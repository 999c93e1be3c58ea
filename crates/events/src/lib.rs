//! Job status event publishing.
//!
//! This crate owns the connection to the message exchange:
//!
//! - [`BrokerConnector`] / [`BrokerChannel`] -- the seam between the
//!   publisher and a concrete transport.
//! - [`AmqpConnector`] -- the production transport, backed by `lapin`.
//! - [`InMemoryBroker`] -- an in-process transport with fault injection.
//! - [`JobUpdatePublisher`] -- serializes access to the shared channel and
//!   runs the bounded publish / reconnect / publish protocol.

pub mod amqp;
pub mod broker;
pub mod memory;
pub mod publisher;

pub use amqp::AmqpConnector;
pub use broker::{BrokerChannel, BrokerConnector, BrokerError};
pub use memory::InMemoryBroker;
pub use publisher::{JobUpdatePublisher, PublisherConfig, PublisherError, PublisherStats};
//! Flight sphere (wind window) around the pilot, for zone readouts.

use std::fmt;

use crate::constants::model_params::BridleLengths;
use crate::vector::Vec3;

const ZENITH_ELEVATION_DEG: f64 = 70.0;
const EDGE_AZIMUTH_DEG: f64 = 60.0;
const POWER_ELEVATION_DEG: f64 = 35.0;
const POWER_AZIMUTH_DEG: f64 = 30.0;

/// Region of the wind window the kite is in.
#[derive(Debug, Clone, Copy, PartialEq, Eq)]
pub enum FlightZone {
    /// Low and central, full pull.
    Power,
    Transition,
    /// Side of the window.
    Edge,
    /// Overhead.
    Zenith,
}

impl fmt::Display for FlightZone {
    fn fmt(&self, f: &mut fmt::Formatter<'_>) -> fmt::Result {
        let name = match self {
            FlightZone::Power => "power",
            FlightZone::Transition => "transition",
            FlightZone::Edge => "edge",
            FlightZone::Zenith => "zenith",
        };
        f.write_str(name)
    }
}

#[derive(Debug, Clone, Copy, PartialEq)]
pub struct FlightSphere {
    center: Vec3,
    radius: f64,
    downwind: Vec3,
}

impl FlightSphere {
    /// Sphere of radius `line_length + mean(bridles)` around `center`.
    /// `downwind` only needs a horizontal component; a vertical or zero
    /// vector falls back to -Z.
    pub fn new(center: Vec3, line_length: f64, bridles: &BridleLengths, downwind: Vec3) -> Self {
        let mut sphere = Self {
            center,
            radius: line_length + bridles.mean(),
            downwind: -Vec3::unit_z(),
        };
        sphere.set_downwind(downwind);
        sphere
    }

    pub fn center(&self) -> Vec3 {
        self.center
    }

    pub fn radius(&self) -> f64 {
        self.radius
    }

    pub fn set_downwind(&mut self, downwind: Vec3) {
        self.downwind = Vec3::new(downwind.x, 0.0, downwind.z).normalized_or(-Vec3::unit_z());
    }

    /// Angle above the horizon seen from the centre (rad).
    pub fn elevation(&self, position: &Vec3) -> f64 {
        let rel = *position - self.center;
        let distance = rel.magnitude();
        if distance < f64::EPSILON {
            return 0.0;
        }
        (rel.y / distance).clamp(-1.0, 1.0).asin()
    }

    /// Horizontal angle from the downwind direction (rad), positive to the
    /// pilot's right when facing downwind.
    pub fn azimuth(&self, position: &Vec3) -> f64 {
        let rel = *position - self.center;
        let right = self.downwind.cross(&Vec3::up());
        let (across, along) = (rel.dot(&right), rel.dot(&self.downwind));
        if across == 0.0 && along == 0.0 { 0.0 } else { across.atan2(along) }
    }

    /// Distance from the centre as a fraction of the radius.
    pub fn normalized_distance(&self, position: &Vec3) -> f64 {
        position.distance(&self.center) / self.radius
    }

    pub fn classify(&self, position: &Vec3) -> FlightZone {
        let elevation = self.elevation(position).to_degrees();
        let azimuth = self.azimuth(position).to_degrees().abs();
        if elevation >= ZENITH_ELEVATION_DEG {
            FlightZone::Zenith
        } else if azimuth >= EDGE_AZIMUTH_DEG {
            FlightZone::Edge
        } else if elevation < POWER_ELEVATION_DEG && azimuth < POWER_AZIMUTH_DEG {
            FlightZone::Power
        } else {
            FlightZone::Transition
        }
    }
}

#[cfg(test)]
mod tests {
    use super::*;
    use approx::assert_relative_eq;

    fn sphere() -> FlightSphere {
        FlightSphere::new(Vec3::zero(), 15.0, &BridleLengths::uniform(0.65), -Vec3::unit_z())
    }

    fn at(elevation_deg: f64, azimuth_deg: f64) -> Vec3 {
        let (e, a) = (elevation_deg.to_radians(), azimuth_deg.to_radians());
        Vec3::new(e.cos() * a.sin(), e.sin(), -e.cos() * a.cos()) * 15.65
    }

    #[test]
    fn test_radius_and_distance() {
        let s = sphere();
        assert_relative_eq!(s.radius(), 15.65);
        assert_relative_eq!(s.normalized_distance(&at(40.0, 10.0)), 1.0, epsilon = 1e-12);
    }

    #[test]
    fn test_angles() {
        let s = sphere();
        assert_relative_eq!(s.elevation(&at(40.0, 10.0)).to_degrees(), 40.0, epsilon = 1e-9);
        assert_relative_eq!(s.azimuth(&at(40.0, 10.0)).to_degrees(), 10.0, epsilon = 1e-9);
        // Right of the pilot facing downwind (-Z) is +X.
        assert!(s.azimuth(&Vec3::new(3.0, 5.0, -10.0)) > 0.0);
    }

    #[test]
    fn test_zones() {
        let s = sphere();
        assert_eq!(s.classify(&at(20.0, 0.0)), FlightZone::Power);
        assert_eq!(s.classify(&at(50.0, 10.0)), FlightZone::Transition);
        assert_eq!(s.classify(&at(20.0, 45.0)), FlightZone::Transition);
        assert_eq!(s.classify(&at(20.0, -75.0)), FlightZone::Edge);
        assert_eq!(s.classify(&at(80.0, 75.0)), FlightZone::Zenith);
        assert_eq!(s.classify(&Vec3::zero()), FlightZone::Power);
    }

    #[test]
    fn test_downwind_follows_wind() {
        let mut s = sphere();
        s.set_downwind(Vec3::new(5.0, 1.0, 0.0));
        assert_relative_eq!(s.azimuth(&Vec3::new(10.0, 2.0, 0.0)), 0.0, epsilon = 1e-12);
        assert_eq!(s.classify(&Vec3::new(0.0, 2.0, -10.0)), FlightZone::Edge);
    }
}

--------

PROBLEM DESCRIPTION:
Write out every line of the entries that holds the word "bridles".

WORKED SOLUTION:
    /// Sphere of radius `line_length + mean(bridles)` around `center`.
    pub fn new(center: Vec3, line_length: f64, bridles: &BridleLengths, downwind: Vec3) -> Self {
            radius: line_length + bridles.mean(),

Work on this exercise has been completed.